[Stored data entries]

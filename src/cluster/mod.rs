//! Clustering algorithms for grouping similar tuples.
//!
//! Every algorithm here works on a [`MaskedDataset`](crate::dataset::MaskedDataset),
//! takes a [`DistanceMetric`](crate::metric::DistanceMetric), and reports one
//! `i32` label per tuple. Label `0` means noise, unassigned or masked out;
//! clusters are numbered from `1`.
//!
//! ## Algorithms
//!
//! ### K-means
//!
//! Assign each tuple to the nearest mean, then move each mean to the
//! component-wise average of its members. Repeat.
//!
//! **Objective** (for the Euclidean family):
//!
//! ```text
//! J = Σ_k Σ_{x ∈ C_k} d(x, μ_k)
//! ```
//!
//! Means are real-valued whatever the input type. With a non-Euclidean metric
//! the mean update is still the arithmetic average, so the objective is not
//! guaranteed to decrease.
//!
//! ### K-medoids
//!
//! Same alternation, but representatives are actual member tuples, chosen to
//! minimize total in-cluster distance. Works with any metric and tolerates
//! outliers better than k-means.
//!
//! ### DBSCAN
//!
//! Density-based clustering that discovers non-convex clusters and labels
//! outliers as noise. The number of clusters is not specified in advance.
//!
//! ## Usage
//!
//! ```rust
//! use clustra::cluster::{Clustering, Dbscan, Kmeans};
//! use clustra::dataset::MaskedDataset;
//!
//! let values = [0.0, 0.0, 0.1, 0.1, 10.0, 10.0, 10.1, 10.1];
//! let data = MaskedDataset::new(&values, 2).unwrap();
//!
//! let labels = Kmeans::new(2).with_seed(7).fit_labels(&data).unwrap();
//! assert_eq!(labels[0], labels[1]);
//! assert_ne!(labels[0], labels[2]);
//!
//! let fit = Dbscan::new(0.5, 2).fit(&data).unwrap();
//! assert_eq!(fit.num_clusters, 2);
//! assert_eq!(fit.noise_count, 0);
//! ```

mod dbscan;
mod kmeans;
mod kmedoids;
mod representatives;
mod seeding;
mod traits;
pub(crate) mod util;

pub use dbscan::{Dbscan, DbscanExt, DbscanFit, NOISE};
pub use kmeans::{Kmeans, KmeansFit};
pub use kmedoids::{Kmedoids, KmedoidsFit};
pub use representatives::Representatives;
pub use seeding::Init;
pub use traits::Clustering;
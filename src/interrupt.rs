//! Cooperative cancellation.

use std::sync::atomic::{AtomicBool, Ordering};
use std::sync::Arc;

/// Shared flag a caller raises to stop a long-running computation.
///
/// Engines poll it at outer-loop granularity. A computation that observes the
/// flag returns early with its `cancelled` marker set; whatever it produced up
/// to that point is partial and meant to be discarded.
#[derive(Debug, Clone, Default)]
pub struct Interrupt {
    flag: Arc<AtomicBool>,
}

impl Interrupt {
    /// A fresh, un-raised flag.
    pub fn new() -> Self {
        Self::default()
    }

    /// Wrap an existing flag shared with other parts of the caller.
    pub fn from_flag(flag: Arc<AtomicBool>) -> Self {
        Self { flag }
    }

    /// Request cancellation.
    pub fn raise(&self) {
        self.flag.store(true, Ordering::SeqCst);
    }

    /// Clear a previous request so the handle can be reused.
    pub fn reset(&self) {
        self.flag.store(false, Ordering::SeqCst);
    }

    /// Whether cancellation has been requested.
    #[inline]
    pub fn is_raised(&self) -> bool {
        self.flag.load(Ordering::Relaxed)
    }
}
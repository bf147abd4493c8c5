use crate::metric::Scalar;

/// Per-cluster representative tuples, stored as a `(k + 1) × C` table.
///
/// Row `c` holds the representative of cluster `c` for `c` in `1..=k`. Row 0
/// is never written and stays zero, so cluster ids index rows directly.
#[derive(Debug, Clone, PartialEq)]
pub struct Representatives<V> {
    values: Vec<V>,
    n_components: usize,
}

impl<V: Scalar> Representatives<V> {
    /// All-zero table for `k` clusters of `n_components` components.
    pub fn zeros(k: usize, n_components: usize) -> Self {
        Self {
            values: vec![V::zero(); (k + 1) * n_components],
            n_components,
        }
    }

    /// Number of clusters `k` (row 0 excluded).
    #[inline]
    pub fn n_clusters(&self) -> usize {
        self.values.len() / self.n_components - 1
    }

    /// Components per representative.
    #[inline]
    pub fn n_components(&self) -> usize {
        self.n_components
    }

    /// Representative of cluster `c`.
    #[inline]
    pub fn row(&self, c: usize) -> &[V] {
        &self.values[c * self.n_components..(c + 1) * self.n_components]
    }

    #[inline]
    pub(crate) fn row_mut(&mut self, c: usize) -> &mut [V] {
        &mut self.values[c * self.n_components..(c + 1) * self.n_components]
    }

    /// The whole table, row-major, including the unused row 0.
    pub fn as_slice(&self) -> &[V] {
        &self.values
    }

    /// Consume into the row-major buffer.
    pub fn into_vec(self) -> Vec<V> {
        self.values
    }
}
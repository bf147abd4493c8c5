use std::ops::Range;

#[cfg(feature = "parallel")]
use rayon::prelude::*;

use super::representatives::Representatives;
use crate::dataset::MaskedDataset;
use crate::metric::{DistanceMetric, Scalar};

/// Tuples per partial sum in [`cluster_means`].
///
/// Fixed so that the merge order, and therefore every floating-point sum, is
/// identical between runs regardless of thread count.
const REDUCE_CHUNK: usize = 1024;

/// Evaluate `f` for every index in `range`, returning results in index order.
///
/// `f` must be pure with respect to shared state; with the `parallel` feature
/// the indices are spread over the rayon pool.
#[cfg(feature = "parallel")]
pub(crate) fn map_indices<R, F>(range: Range<usize>, f: F) -> Vec<R>
where
    R: Send,
    F: Fn(usize) -> R + Send + Sync,
{
    range.into_par_iter().map(f).collect()
}

#[cfg(not(feature = "parallel"))]
pub(crate) fn map_indices<R, F>(range: Range<usize>, f: F) -> Vec<R>
where
    R: Send,
    F: Fn(usize) -> R + Send + Sync,
{
    range.map(f).collect()
}

/// Label of the representative nearest to `tuple`.
///
/// Ties go to the lowest cluster id.
#[inline]
pub(crate) fn nearest<T: Scalar, R: Scalar>(
    tuple: &[T],
    reps: &Representatives<R>,
    metric: DistanceMetric,
) -> i32 {
    let mut best_cluster = 1;
    let mut best_dist = f64::INFINITY;
    for c in 1..=reps.n_clusters() {
        let dist = metric.distance(tuple, reps.row(c));
        if dist < best_dist {
            best_dist = dist;
            best_cluster = c;
        }
    }
    best_cluster as i32
}

/// Assign every included tuple to its nearest representative.
///
/// Excluded tuples get label 0.
pub(crate) fn assign_nearest<T: Scalar, R: Scalar>(
    data: &MaskedDataset<'_, T>,
    reps: &Representatives<R>,
    metric: DistanceMetric,
) -> Vec<i32> {
    map_indices(0..data.len(), |i| {
        if data.is_included(i) {
            nearest(data.tuple(i), reps, metric)
        } else {
            0
        }
    })
}

/// Componentwise mean of the included tuples of each cluster `1..=k`.
///
/// Clusters without members get an all-zero row.
pub(crate) fn cluster_means<T: Scalar>(
    data: &MaskedDataset<'_, T>,
    labels: &[i32],
    k: usize,
) -> Representatives<f64> {
    let dims = data.n_components();
    let n = data.len();
    let n_chunks = n.div_ceil(REDUCE_CHUNK);

    let partials = map_indices(0..n_chunks, |chunk| {
        let start = chunk * REDUCE_CHUNK;
        let end = (start + REDUCE_CHUNK).min(n);
        let mut sums = vec![0.0f64; (k + 1) * dims];
        let mut counts = vec![0usize; k + 1];
        for i in start..end {
            if !data.is_included(i) {
                continue;
            }
            let c = labels[i] as usize;
            for (acc, v) in sums[c * dims..(c + 1) * dims].iter_mut().zip(data.tuple(i)) {
                *acc += v.to_f64();
            }
            counts[c] += 1;
        }
        (sums, counts)
    });

    let mut sums = vec![0.0f64; (k + 1) * dims];
    let mut counts = vec![0usize; k + 1];
    for (part_sums, part_counts) in partials {
        for (acc, v) in sums.iter_mut().zip(part_sums) {
            *acc += v;
        }
        for (acc, v) in counts.iter_mut().zip(part_counts) {
            *acc += v;
        }
    }

    let mut means = Representatives::zeros(k, dims);
    for c in 1..=k {
        if counts[c] == 0 {
            continue;
        }
        let denom = counts[c] as f64;
        for (out, sum) in means.row_mut(c).iter_mut().zip(&sums[c * dims..(c + 1) * dims]) {
            *out = sum / denom;
        }
    }
    means
}

/// Ascending indices of the included tuples carrying `label`.
pub(crate) fn members<T: Scalar>(data: &MaskedDataset<'_, T>, labels: &[i32], label: i32) -> Vec<usize> {
    (0..data.len())
        .filter(|&i| data.is_included(i) && labels[i] == label)
        .collect()
}
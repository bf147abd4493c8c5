//! Tools for judging a dataset or a clustering rather than producing one.
//!
//! - [`KDistanceGraph`]: k-th nearest neighbor distance per tuple, for picking
//!   DBSCAN's epsilon from the knee of the sorted curve.
//! - [`Silhouette`]: per-tuple cohesion versus separation for an existing
//!   label assignment.

mod kdistance;
mod silhouette;

pub use kdistance::{KDistanceGraph, KDistances};
pub use silhouette::{Silhouette, SilhouetteScores};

[EXERCISE DESCRIPTION] Go through the data and count every line where the word "struct" appears. Give only that count.

[REPLY] 2